Patients and Methods

This case-control study was conducted from 2010 to 2013 on 200 patients with beta-thalassemia major aged 2-16 years old who referred to thalassemia clinics of Zabol and Zahedan University of Medical Sciences, Southeast of Iran, and compared with 420 healthy children in the same age range. Healthy children referred to these centers for annual check-up. All patients underwent physical examination and their medical history was taken.

Every patient in the case group was diagnosed by complete blood count and hemoglobin electrophoresis and all of them were in regular blood transfusion dependently. In the control group, there was no child with IgA deficiency, or history of digestive, endocrine, and metabolic disorders, iron deficiency, kidney disease, fever, or chronic diseases; they were enrolled after taking the parents’ informed consent.

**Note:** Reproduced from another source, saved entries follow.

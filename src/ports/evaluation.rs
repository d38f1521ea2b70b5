//! Heuristic and termination ports used by leaf evaluation.

use crate::{Result, types::BoundedValue};

/// Port producing an initial value estimate for a newly discovered state.
pub trait Heuristic<D>: Send + Sync {
    /// Estimate the cumulative future reward reachable from `state`.
    ///
    /// # Errors
    ///
    /// Any error aborts the current planning iteration.
    fn evaluate(&self, state: &D) -> Result<BoundedValue>;
}

/// Verdict of a [`TerminationEvaluator`].
#[derive(Debug, Clone, Copy, PartialEq)]
pub struct Termination {
    pub is_terminal: bool,
    pub terminal_reward: f64,
}

impl Termination {
    pub const fn non_terminal() -> Self {
        Self {
            is_terminal: false,
            terminal_reward: 0.0,
        }
    }

    pub const fn terminal(reward: f64) -> Self {
        Self {
            is_terminal: true,
            terminal_reward: reward,
        }
    }
}

/// Port deciding whether a state ends the episode.
pub trait TerminationEvaluator<D>: Send + Sync {
    /// # Errors
    ///
    /// Any error aborts the current planning iteration.
    fn evaluate(&self, state: &D) -> Result<Termination>;
}

/// Heuristic returning the same value for every state.
#[derive(Debug, Clone, Copy, Default)]
pub struct ConstantHeuristic(pub BoundedValue);

impl<D> Heuristic<D> for ConstantHeuristic {
    fn evaluate(&self, _state: &D) -> Result<BoundedValue> {
        Ok(self.0)
    }
}
//! State data port.
//!
//! The planner never looks inside world states. It registers them, compares
//! them and releases them through this trait, which the surrounding world
//! model implements.

use crate::{Result, identifiers::GraphKey};

/// Port for storing world-state data and handing out keys for it.
///
/// Keys identify registrations, not contents: registering two equal states
/// yields two keys. Expansion relies on [`StateDataContext::states_equal`] and
/// [`StateDataContext::state_hash`] to merge such duplicates and then calls
/// [`StateDataContext::destroy_state`] on the extra key.
///
/// Implementations must be shareable across the worker pool; every method
/// takes `&self`.
pub trait StateDataContext: Send + Sync {
    /// Key handed out for a registered state.
    type Key: GraphKey;
    /// World-state payload.
    type Data: Clone + Send + Sync;

    /// Produce a fresh, default state.
    fn create_state(&self) -> Self::Data;

    /// Produce an independent copy of `data`.
    fn copy_state(&self, data: &Self::Data) -> Self::Data {
        data.clone()
    }

    /// Store `data` and return a new key for it.
    fn register_state(&self, data: Self::Data) -> Self::Key;

    /// Release the data behind `key`.
    ///
    /// # Errors
    ///
    /// Returns [`crate::Error::MissingState`] if the key is unknown.
    fn destroy_state(&self, key: &Self::Key) -> Result<()>;

    /// World-model equality over state contents.
    fn states_equal(&self, a: &Self::Data, b: &Self::Data) -> bool;

    /// Hash consistent with [`StateDataContext::states_equal`].
    fn state_hash(&self, data: &Self::Data) -> u64;

    /// Copy of the data registered under `key`.
    ///
    /// # Errors
    ///
    /// Returns [`crate::Error::MissingState`] if the key is unknown.
    fn state_data(&self, key: &Self::Key) -> Result<Self::Data>;
}
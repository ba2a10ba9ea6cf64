//! Quote source boundary: the OKX DEX aggregator client
//!
//! The path calculator only depends on the `QuoteSource` capability, so it
//! can be exercised against a scripted fake in tests. `OkxDexClient` is the
//! production implementation: a signed GET against the aggregator's quote
//! endpoint, with every non-success response (transport error, non-2xx,
//! non-zero API code, empty data array) collapsed into `QuoteError`.

use crate::config::OkxConfig;
use crate::types::{QuoteData, QuoteResponse, Venue};
use async_trait::async_trait;
use base64::engine::general_purpose::STANDARD as BASE64;
use base64::Engine;
use chrono::{SecondsFormat, Utc};
use hmac::{Hmac, Mac};
use rust_decimal::Decimal;
use sha2::Sha256;
use thiserror::Error;
use tracing::debug;

const BASE_URL: &str = "https://web3.okx.com";
const QUOTE_PATH: &str = "/api/v5/dex/aggregator/quote";

/// Placeholder wallet for quote-only requests (no execution)
const ZERO_WALLET: &str = "0x0000000000000000000000000000000000000000";

type HmacSha256 = Hmac<Sha256>;

#[derive(Debug, Error)]
pub enum QuoteError {
    #[error("quote request failed: {0}")]
    Transport(#[from] reqwest::Error),
    #[error("malformed quote response: {0}")]
    Decode(#[from] serde_json::Error),
    #[error("quote API error {code}: {msg}")]
    Api { code: String, msg: String },
    #[error("quote response contained no data")]
    EmptyQuote,
    #[error("request signing failed: {0}")]
    Signing(String),
}

/// Abstract quote capability consumed by the path calculator
#[async_trait]
pub trait QuoteSource: Send + Sync {
    /// Request a swap quote on `venue` from `from_token` to `to_token` for
    /// `raw_amount` smallest-denomination units of the source token.
    async fn get_quote(
        &self,
        venue: Venue,
        from_token: &str,
        to_token: &str,
        raw_amount: &str,
    ) -> Result<QuoteData, QuoteError>;
}

/// Signed HTTP client for the OKX DEX aggregator quote endpoint
pub struct OkxDexClient {
    client: reqwest::Client,
    config: OkxConfig,
    slippage: Decimal,
    base_url: String,
}

impl std::fmt::Debug for OkxDexClient {
    fn fmt(&self, f: &mut std::fmt::Formatter<'_>) -> std::fmt::Result {
        f.debug_struct("OkxDexClient")
            .field("base_url", &self.base_url)
            .field("api_key", &"[REDACTED]")
            .finish()
    }
}

impl OkxDexClient {
    pub fn new(config: OkxConfig, slippage: Decimal) -> Self {
        Self {
            client: reqwest::Client::new(),
            config,
            slippage,
            base_url: BASE_URL.to_string(),
        }
    }

    #[cfg(test)]
    fn with_base_url(mut self, base_url: &str) -> Self {
        self.base_url = base_url.to_string();
        self
    }

    /// Build the quote query string. Parameter order is fixed because the
    /// same string is covered by the request signature.
    fn quote_query(&self, venue: Venue, from_token: &str, to_token: &str, amount: &str) -> String {
        format!(
            "?chainId={}&amount={}&fromTokenAddress={}&toTokenAddress={}&slippage={}&userWalletAddress={}",
            venue.chain_id(),
            amount,
            from_token,
            to_token,
            self.slippage,
            ZERO_WALLET,
        )
    }

    /// Sign `timestamp + method + requestPath` with HMAC-SHA256 over the
    /// API secret, base64-encoded (OKX access signature scheme).
    fn sign(&self, timestamp: &str, method: &str, request_path: &str) -> Result<String, QuoteError> {
        let message = format!("{}{}{}", timestamp, method, request_path);

        // The secret is raw UTF-8 key material
        let mut mac = HmacSha256::new_from_slice(self.config.secret_key.as_bytes())
            .map_err(|e| QuoteError::Signing(e.to_string()))?;
        mac.update(message.as_bytes());

        Ok(BASE64.encode(mac.finalize().into_bytes()))
    }
}

#[async_trait]
impl QuoteSource for OkxDexClient {
    async fn get_quote(
        &self,
        venue: Venue,
        from_token: &str,
        to_token: &str,
        raw_amount: &str,
    ) -> Result<QuoteData, QuoteError> {
        let query = self.quote_query(venue, from_token, to_token, raw_amount);
        let request_path = format!("{}{}", QUOTE_PATH, query);

        let timestamp = Utc::now().to_rfc3339_opts(SecondsFormat::Millis, true);
        let signature = self.sign(&timestamp, "GET", &request_path)?;

        debug!(%venue, from_token, to_token, raw_amount, "requesting quote");

        let response = self
            .client
            .get(format!("{}{}", self.base_url, request_path))
            .header("OK-ACCESS-KEY", &self.config.api_key)
            .header("OK-ACCESS-SIGN", signature)
            .header("OK-ACCESS-TIMESTAMP", timestamp)
            .header("OK-ACCESS-PASSPHRASE", &self.config.passphrase)
            .header("Content-Type", "application/json")
            .send()
            .await?
            .error_for_status()?;

        let body: QuoteResponse = serde_json::from_str(&response.text().await?)?;

        if body.code != "0" {
            return Err(QuoteError::Api {
                code: body.code,
                msg: body.msg,
            });
        }

        body.data.into_iter().next().ok_or(QuoteError::EmptyQuote)
    }
}
//! Continuous monitoring loop
//!
//! Owns the evaluation schedule and a watch-channel shutdown token. Cycles
//! are strictly sequential: a tick only fires between cycles, so a cycle
//! always runs to completion (success, partial failure, or total failure)
//! before the next one starts. `run_once` exposes a single deterministic
//! cycle for tests and the --once CLI mode.

use crate::arbitrage::{Direction, OpportunitySelector};
use crate::okx::QuoteSource;
use crate::types::{Classification, Decision};
use std::time::Duration;
use tokio::sync::watch;
use tokio::time::MissedTickBehavior;
use tracing::{debug, info, warn};

pub struct Monitor<Q> {
    selector: OpportunitySelector<Q>,
    poll_interval: Duration,
}

impl<Q: QuoteSource> Monitor<Q> {
    pub fn new(selector: OpportunitySelector<Q>, poll_interval: Duration) -> Self {
        Self {
            selector,
            poll_interval,
        }
    }

    /// Run one evaluation cycle and report its Decision
    pub async fn run_once(&self) -> Decision {
        let decision = self.selector.evaluate().await;
        report(&decision);
        decision
    }

    /// Run cycles on the configured interval until shutdown is signalled.
    /// The first cycle starts immediately.
    pub async fn run(&self, mut shutdown: watch::Receiver<bool>) {
        let mut ticker = tokio::time::interval(self.poll_interval);
        // Never burst to catch up after a long cycle; wait a full interval
        ticker.set_missed_tick_behavior(MissedTickBehavior::Delay);

        let mut cycle = 0u64;
        loop {
            tokio::select! {
                _ = ticker.tick() => {
                    cycle += 1;
                    debug!(cycle, "starting evaluation cycle");
                    self.run_once().await;
                }
                changed = shutdown.changed() => {
                    // A send or a dropped sender both end the loop
                    if changed.is_err() || *shutdown.borrow() {
                        info!("shutdown requested - stopping monitor after {} cycles", cycle);
                        break;
                    }
                }
            }
        }
    }
}

/// Render a cycle's Decision to the log. Consumers that need more than the
/// console (alerting etc.) read the Decision value itself.
pub fn report(decision: &Decision) {
    for (direction, outcome) in [
        (Direction::SolanaToBsc, &decision.solana_to_bsc),
        (Direction::BscToSolana, &decision.bsc_to_solana),
    ] {
        match outcome {
            Some(path) => info!(
                "{}: {}{} USD",
                direction,
                if path.profit > rust_decimal::Decimal::ZERO { "+" } else { "" },
                path.profit.round_dp(2)
            ),
            None => warn!("{}: failed to calculate", direction),
        }
    }

    match (&decision.best, decision.classification) {
        (Some(best), Classification::Qualifying) => {
            info!(
                "🎯 PROFITABLE ARBITRAGE: {} | profit ${} | ROI {}%",
                best.direction,
                best.profit.round_dp(2),
                best.roi_percent().round_dp(2)
            );
        }
        (Some(best), _) => {
            info!(
                "small opportunity: {} -> ${} (below threshold)",
                best.direction,
                best.profit.round_dp(2)
            );
        }
        _ => info!("no profitable opportunities"),
    }
}
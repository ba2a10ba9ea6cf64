//! Decimal normalization between raw integer token units and decimal amounts
//!
//! Venues report token amounts as integer strings in the token's smallest
//! denomination. These conversions must be exact up to 18 decimals (EVM
//! tokens), so everything runs on `rust_decimal` fixed-point — no binary
//! floats anywhere in the money path.

use rust_decimal::Decimal;
use thiserror::Error;

#[derive(Debug, Error)]
pub enum AmountError {
    #[error("malformed raw amount '{0}'")]
    Malformed(String),
    #[error("amount {0} does not fit at {1} decimals")]
    Overflow(Decimal, u32),
}

fn pow10(decimals: u32) -> Result<Decimal, AmountError> {
    let units = 10i128
        .checked_pow(decimals)
        .ok_or(AmountError::Overflow(Decimal::ZERO, decimals))?;
    Decimal::try_from_i128_with_scale(units, 0)
        .map_err(|_| AmountError::Overflow(Decimal::ZERO, decimals))
}

/// Convert a raw integer amount string to a decimal amount:
/// `raw / 10^decimals`.
///
/// Fails with `Malformed` when the string is not a non-negative integer.
pub fn to_decimal(raw: &str, decimals: u32) -> Result<Decimal, AmountError> {
    let units: i128 = raw
        .trim()
        .parse()
        .map_err(|_| AmountError::Malformed(raw.to_string()))?;
    if units < 0 {
        return Err(AmountError::Malformed(raw.to_string()));
    }

    Decimal::try_from_i128_with_scale(units, decimals)
        .map(|d| d.normalize())
        .map_err(|_| AmountError::Malformed(raw.to_string()))
}

/// Convert a decimal amount to raw integer units:
/// `trunc(amount * 10^decimals)`, rendered as an integer string.
///
/// Truncates, never rounds up: when bridging an amount to a venue with
/// fewer decimals the request must never exceed what the source leg
/// actually produced.
pub fn to_raw_units(amount: Decimal, decimals: u32) -> Result<String, AmountError> {
    let factor = pow10(decimals)?;
    let scaled = amount
        .checked_mul(factor)
        .ok_or(AmountError::Overflow(amount, decimals))?;

    Ok(scaled.trunc().normalize().to_string())
}

#[cfg(test)]
mod tests {
    use super::*;
    use rust_decimal_macros::dec;

    #[test]
    fn test_to_decimal_basic() {
        assert_eq!(to_decimal("510123456", 6).unwrap(), dec!(510.123456));
        assert_eq!(to_decimal("1000000000000000000", 18).unwrap(), dec!(1));
        assert_eq!(to_decimal("42", 0).unwrap(), dec!(42));
        assert_eq!(to_decimal("0", 9).unwrap(), Decimal::ZERO);
    }

    #[test]
    fn test_to_decimal_exact_at_18_decimals() {
        // Every digit must survive at full EVM precision
        let d = to_decimal("123456789012345678", 18).unwrap();
        assert_eq!(d.to_string(), "0.123456789012345678");
    }

    #[test]
    fn test_to_decimal_malformed() {
        assert!(matches!(
            to_decimal("not-a-number", 6),
            Err(AmountError::Malformed(_))
        ));
        assert!(matches!(to_decimal("", 6), Err(AmountError::Malformed(_))));
        assert!(matches!(
            to_decimal("1.5", 6),
            Err(AmountError::Malformed(_))
        ));
        assert!(matches!(
            to_decimal("-100", 6),
            Err(AmountError::Malformed(_))
        ));
    }

    #[test]
    fn test_to_raw_units_basic() {
        assert_eq!(to_raw_units(dec!(500), 18).unwrap(), "500000000000000000000");
        assert_eq!(to_raw_units(dec!(510.123456), 6).unwrap(), "510123456");
        assert_eq!(to_raw_units(dec!(0), 9).unwrap(), "0");
    }

    #[test]
    fn test_to_raw_units_truncates_never_rounds_up() {
        // 1.9999999 at 6 decimals: the seventh fractional digit is dropped
        assert_eq!(to_raw_units(dec!(1.9999999), 6).unwrap(), "1999999");
        assert_eq!(to_raw_units(dec!(0.0000009), 6).unwrap(), "0");
    }

    #[test]
    fn test_round_trip_never_overshoots() {
        // to_raw_units(to_decimal(raw, d), d) <= raw, with equality for
        // exact representations
        for (raw, decimals) in [
            ("1000000000000000000", 18u32),
            ("123456789012345678", 18),
            ("510123456", 6),
            ("1", 9),
            ("0", 0),
        ] {
            let round_tripped = to_raw_units(to_decimal(raw, decimals).unwrap(), decimals).unwrap();
            assert_eq!(round_tripped, raw);
        }
    }

    #[test]
    fn test_cross_venue_bridge_drops_excess_precision() {
        // 18-decimal amount re-encoded at 9 decimals keeps only 9 digits
        let normalized = to_decimal("1234567891234567891", 18).unwrap();
        assert_eq!(to_raw_units(normalized, 9).unwrap(), "1234567891");
    }
}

Five ml blood was drawn from these children at 8:00 am in fasting. Samples were centrifuged for serum separation and separated serum was held in a -70°C fridge till tTG IgA and total IgA measurements. Finally, they were transferred to the biochemistry laboratory, University of Medical Sciences, Zahedan under the cold chain compliance. Then, 250 microns of the isolated serum of these samples were used for serologic tests with recombinant ELISA. Normal limit of tTG IgA was 20 U/mL.

Data analysis was performed using SPSS version 20 and the significance level of 0.05 was considered.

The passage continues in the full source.